In short, these networks did not allow people to cheaply publish controversial stuff for the general public to read. And that should be no surprise: imagine proposing that to the executives of one of these services. There's real liability there, and it's not likely they'd make much money on it. Why bother? Better by far to try to lock up exclusives on interesting content with demonstrated marketability -- as Microsoft tried to do with its own take on this kind of service, the first version of MSN, which I once saw described as "a vast playground in which everything you do makes Bill money".

Ultimately, this model died, because the Internet was available as an alternative, and it was better for almost everybody. It was better for publishers, who got competition among hosting services, rather than having to deal with AOL as the sole gateway to AOL subscribers. And it was better for users, who get a far greater variety of stuff to read, and who get to publish. The only people it was worse for are network providers like AOL, who found themselves commoditized -- which is why they tried to build their networks differently as long as they had a choice.

But for the internet to be available as an alternative, someone had to build it. In the history we have, it they were paid by the government. And if it wasn't the government, it's not obvious who else it could have been. When content providers were investing in telecom at all, it was in cable TV systems which allowed users to do even less. And users were doing things for each other, but it's hard to describe those as "capitalism at work." There was FIDONET, for instance, an arrangement for exchanging files between dial-in bulletin boards -- but that was largely a hobbyist effort, not commercial. There were also ad hoc networks among various research groups -- BITnet, and various UUCP-based networks -- but the people building those were not, at the time, thinking commercially either. And both of those were hampered severely by the lack of a dedicated, full-time communications backbone which was quick enough for interactive use. The infant internet had that -- paid for entirely by the government.

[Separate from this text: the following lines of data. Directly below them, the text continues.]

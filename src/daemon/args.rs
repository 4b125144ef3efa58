use std::{path::PathBuf, time::Duration};

use anyhow::Result;
use clap::Parser;
use tracing::level_filters::LevelFilter;

use crate::utils::{dir::default_database_path, time::DEFAULT_DAY_BOUNDARY_HOUR};

use super::config::TrackerConfig;

/// Options shared by every way of running the daemon.
#[derive(clap::Args, Debug, Clone)]
pub struct TrackerArgs {
    #[arg(
        long,
        help = "Store file. By default $XDG_STATE_HOME/daybook/daybook.duckdb or $HOME/.local/state/daybook/daybook.duckdb"
    )]
    pub db: Option<PathBuf>,
    #[arg(long = "poll-interval-ms", default_value_t = 1000, value_parser = clap::value_parser!(u64).range(1..))]
    pub poll_interval_ms: u64,
    #[arg(
        long = "day-boundary-hour",
        default_value_t = DEFAULT_DAY_BOUNDARY_HOUR,
        value_parser = clap::value_parser!(u32).range(0..=23),
        help = "Activity before this local hour counts towards the previous day"
    )]
    pub day_boundary_hour: u32,
    #[arg(
        long = "no-keystrokes",
        help = "Don't count keystrokes. Counts come from a keystroke hook feeding the counter; no hook is built in yet, so without one they stay at 0"
    )]
    pub no_keystrokes: bool,
    #[arg(
        long = "no-window-titles",
        help = "Record only which application has focus, without window titles or browser urls"
    )]
    pub no_window_titles: bool,
    #[arg(
        long = "retention-days",
        default_value_t = 0,
        help = "Delete events older than this many days on startup. 0 keeps everything"
    )]
    pub retention_days: u32,
    #[arg(long = "retry-backoff-ms", default_value_t = 5000)]
    pub retry_backoff_ms: u64,
}

impl TrackerArgs {
    pub fn into_config(self) -> Result<TrackerConfig> {
        let database_path = self.db.map_or_else(default_database_path, Ok)?;
        Ok(TrackerConfig {
            database_path,
            poll_interval: Duration::from_millis(self.poll_interval_ms),
            day_boundary_hour: self.day_boundary_hour,
            keystrokes: !self.no_keystrokes,
            window_titles: !self.no_window_titles,
            retention_days: self.retention_days,
            retry_backoff: Duration::from_millis(self.retry_backoff_ms),
        })
    }

    /// Flags to hand to a spawned daemon process so it runs with the same settings.
    pub fn to_command_args(&self) -> Vec<String> {
        let mut args = vec![
            format!("--poll-interval-ms={}", self.poll_interval_ms),
            format!("--day-boundary-hour={}", self.day_boundary_hour),
            format!("--retention-days={}", self.retention_days),
            format!("--retry-backoff-ms={}", self.retry_backoff_ms),
        ];
        if let Some(db) = &self.db {
            args.push(format!("--db={}", db.display()));
        }
        if self.no_keystrokes {
            args.push("--no-keystrokes".into());
        }
        if self.no_window_titles {
            args.push("--no-window-titles".into());
        }
        args
    }
}

#[derive(Parser)]
pub struct DaemonArgs {
    #[arg(long, help = "Stay attached to the terminal instead of daemonizing")]
    pub force: bool,
    #[command(flatten)]
    pub tracker: TrackerArgs,
    /// This option is for debugging purposes only.
    #[arg(long = "log-console")]
    pub log_console: bool,
    #[arg(long = "log-filter")]
    pub log: Option<LevelFilter>,
}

The internet as it exists now is a commercial proposition, but it took a long time to get that way -- and without the government investment, what we got might well have been a great deal worse.

And if you see any irony in the actions of "big government" enhancing individual rights that were under corporate threat, you've been reading too many libertarians. A couple of good references for this history, by the way, are Janet Abbate's book, "Inventing the Internet", and Mitchell Waldrop's book, "The Dream Machine", on Licklider; both are good for the periods they cover, but I don't know if either is still in print...

1 Comments:

Anonymous Anonymous said...

It's also fair to mention that the money for CERN, where the web was developed by Berners Lee ultimately came from governments. The private sector can't afford to build particle colliders the size of a small country.